---------- Data provided

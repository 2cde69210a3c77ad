//! Typed access over byte or string caches.

use crate::cache::CacheInterface;
use crate::error::{CacheError, CacheResult};
use crate::options::{InvalidateOptions, Options};
use serde::{Serialize, de::DeserializeOwned};
use std::sync::Arc;
use std::time::Duration;

/// Value types a [`Marshaler`] can encode into.
pub trait MarshalValue: Send + Sync + Sized + 'static {
    /// Wrap encoded bytes.
    fn from_bytes(bytes: Vec<u8>) -> CacheResult<Self>;

    /// Borrow the encoded bytes.
    fn as_bytes(&self) -> &[u8];
}

impl MarshalValue for Vec<u8> {
    fn from_bytes(bytes: Vec<u8>) -> CacheResult<Self> {
        Ok(bytes)
    }

    fn as_bytes(&self) -> &[u8] {
        self
    }
}

impl MarshalValue for String {
    fn from_bytes(bytes: Vec<u8>) -> CacheResult<Self> {
        String::from_utf8(bytes).map_err(|e| CacheError::Serialization(e.to_string()))
    }

    fn as_bytes(&self) -> &[u8] {
        str::as_bytes(self)
    }
}

/// JSON-encoding front for a cache holding bytes or strings.
///
/// A value that fails to decode into the requested type is a
/// [`CacheError::Deserialization`], never a miss.
///
/// # Examples
///
/// ```
/// use strata_cache::*;
/// use serde::{Deserialize, Serialize};
/// use std::sync::Arc;
///
/// #[derive(Serialize, Deserialize, PartialEq, Debug)]
/// struct Book {
///     title: String,
/// }
///
/// # async fn example() -> CacheResult<()> {
/// let cache: Arc<dyn CacheInterface<Vec<u8>>> =
///     Arc::new(Cache::<Vec<u8>>::new(Arc::new(MemoryStore::<Vec<u8>>::new(CacheConfig::memory()))));
/// let marshal = Marshaler::new(cache);
///
/// let book = Book { title: "Dune".to_string() };
/// marshal.set("book:1", &book, Some(Options::new().with_tags(["books"]))).await?;
///
/// let cached: Book = marshal.get("book:1").await?;
/// assert_eq!(cached, book);
/// # Ok(())
/// # }
/// ```
pub struct Marshaler<V>
where
    V: MarshalValue,
{
    cache: Arc<dyn CacheInterface<V>>,
}

impl<V> Marshaler<V>
where
    V: MarshalValue,
{
    /// Wrap a cache.
    pub fn new(cache: Arc<dyn CacheInterface<V>>) -> Self {
        Self { cache }
    }

    /// The wrapped cache.
    pub fn cache(&self) -> &Arc<dyn CacheInterface<V>> {
        &self.cache
    }

    /// Get a value and decode it as `T`.
    pub async fn get<T: DeserializeOwned>(&self, key: &str) -> CacheResult<T> {
        let raw = self.cache.get(key).await?;
        decode(&raw)
    }

    /// Get a value decoded as `T`, with its remaining TTL.
    pub async fn get_with_ttl<T: DeserializeOwned>(
        &self,
        key: &str,
    ) -> CacheResult<(T, Option<Duration>)> {
        let (raw, ttl) = self.cache.get_with_ttl(key).await?;
        Ok((decode(&raw)?, ttl))
    }

    /// Encode `value` and store it.
    pub async fn set<T: Serialize + ?Sized>(
        &self,
        key: &str,
        value: &T,
        options: Option<Options>,
    ) -> CacheResult<()> {
        let bytes =
            serde_json::to_vec(value).map_err(|e| CacheError::Serialization(e.to_string()))?;
        self.cache.set(key, V::from_bytes(bytes)?, options).await
    }

    /// Get a value, or produce it with `loader` and store it on a miss.
    ///
    /// Only a miss triggers the loader; transport and decode errors are
    /// returned as they are.
    pub async fn get_or_load<T, F, Fut>(
        &self,
        key: &str,
        options: Option<Options>,
        loader: F,
    ) -> CacheResult<T>
    where
        T: Serialize + DeserializeOwned,
        F: FnOnce() -> Fut,
        Fut: std::future::Future<Output = CacheResult<T>>,
    {
        match self.get(key).await {
            Err(e) if e.is_not_found() => {}
            other => return other,
        }

        let value = loader().await?;
        self.set(key, &value, options).await?;
        Ok(value)
    }

    /// Delete a key.
    pub async fn delete(&self, key: &str) -> CacheResult<()> {
        self.cache.delete(key).await
    }

    /// Delete every entry carrying one of the given tags.
    pub async fn invalidate(&self, options: InvalidateOptions) -> CacheResult<()> {
        self.cache.invalidate(options).await
    }

    /// Remove everything.
    pub async fn clear(&self) -> CacheResult<()> {
        self.cache.clear().await
    }
}

fn decode<V: MarshalValue, T: DeserializeOwned>(raw: &V) -> CacheResult<T> {
    serde_json::from_slice(raw.as_bytes()).map_err(|e| CacheError::Deserialization(e.to_string()))
}

#[cfg(test)]
mod tests {
    use super::*;
    use crate::cache::Cache;
    use crate::config::CacheConfig;
    use crate::stores::MemoryStore;
    use serde::Deserialize;

    #[derive(Debug, PartialEq, Serialize, Deserialize)]
    struct Book {
        title: String,
        pages: u32,
    }

    fn byte_cache() -> Arc<dyn CacheInterface<Vec<u8>>> {
        Arc::new(Cache::<Vec<u8>>::new(Arc::new(MemoryStore::<Vec<u8>>::new(
            CacheConfig::memory(),
        ))))
    }

    fn string_cache() -> Arc<dyn CacheInterface<String>> {
        Arc::new(Cache::<String>::new(Arc::new(MemoryStore::<String>::new(
            CacheConfig::memory(),
        ))))
    }

    #[tokio::test]
    async fn test_typed_set_get_over_bytes() {
        let marshal = Marshaler::new(byte_cache());
        let book = Book {
            title: "Dune".to_string(),
            pages: 412,
        };

        marshal.set("book", &book, None).await.unwrap();
        assert_eq!(marshal.get::<Book>("book").await.unwrap(), book);
    }

    #[tokio::test]
    async fn test_typed_set_get_over_strings() {
        let cache = string_cache();
        let marshal = Marshaler::new(cache.clone());

        marshal.set("n", &42u64, None).await.unwrap();
        assert_eq!(cache.get("n").await.unwrap(), "42");
        assert_eq!(marshal.get::<u64>("n").await.unwrap(), 42);
    }

    #[tokio::test]
    async fn test_decode_failure_is_deserialization_error() {
        let cache = string_cache();
        cache.set("k", "not json".to_string(), None).await.unwrap();

        let marshal = Marshaler::new(cache);
        let err = marshal.get::<Book>("k").await.unwrap_err();
        assert!(matches!(err, CacheError::Deserialization(_)));
        assert!(!err.is_not_found());
    }

    #[tokio::test]
    async fn test_missing_key_is_not_found() {
        let marshal = Marshaler::new(byte_cache());
        assert!(marshal.get::<Book>("missing").await.unwrap_err().is_not_found());
    }

    #[tokio::test]
    async fn test_tagged_invalidation() {
        let marshal = Marshaler::new(byte_cache());
        let book = Book {
            title: "t".to_string(),
            pages: 1,
        };

        marshal
            .set("key", &book, Some(Options::new().with_tags(["a", "b"])))
            .await
            .unwrap();
        marshal
            .invalidate(InvalidateOptions::tags(["a"]))
            .await
            .unwrap();
        assert!(marshal.get::<Book>("key").await.unwrap_err().is_not_found());

        marshal
            .invalidate(InvalidateOptions::tags(["c"]))
            .await
            .unwrap();
    }

    #[tokio::test]
    async fn test_get_or_load() {
        let marshal = Marshaler::new(byte_cache());

        let loaded: Book = marshal
            .get_or_load("book", None, || async {
                Ok(Book {
                    title: "Loaded".to_string(),
                    pages: 7,
                })
            })
            .await
            .unwrap();
        assert_eq!(loaded.title, "Loaded");

        // Second call is served from the cache
        let cached: Book = marshal
            .get_or_load("book", None, || async {
                Err(CacheError::Other("loader must not run".to_string()))
            })
            .await
            .unwrap();
        assert_eq!(cached, loaded);
    }

    #[tokio::test]
    async fn test_get_with_ttl_and_delete() {
        let marshal = Marshaler::new(byte_cache());
        marshal
            .set(
                "k",
                "v",
                Some(Options::new().with_expiration(Duration::from_secs(10))),
            )
            .await
            .unwrap();

        let (value, ttl): (String, _) = marshal.get_with_ttl("k").await.unwrap();
        assert_eq!(value, "v");
        assert!(ttl.is_some());

        marshal.delete("k").await.unwrap();
        marshal.clear().await.unwrap();
        assert!(marshal.get::<String>("k").await.unwrap_err().is_not_found());
    }
}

--------------------

== Task prompt ==
Your task is to copy every line in the entries that holds the string "struct".

== Finished exercise ==
/// struct Book {
pub struct Marshaler<V>
    struct Book {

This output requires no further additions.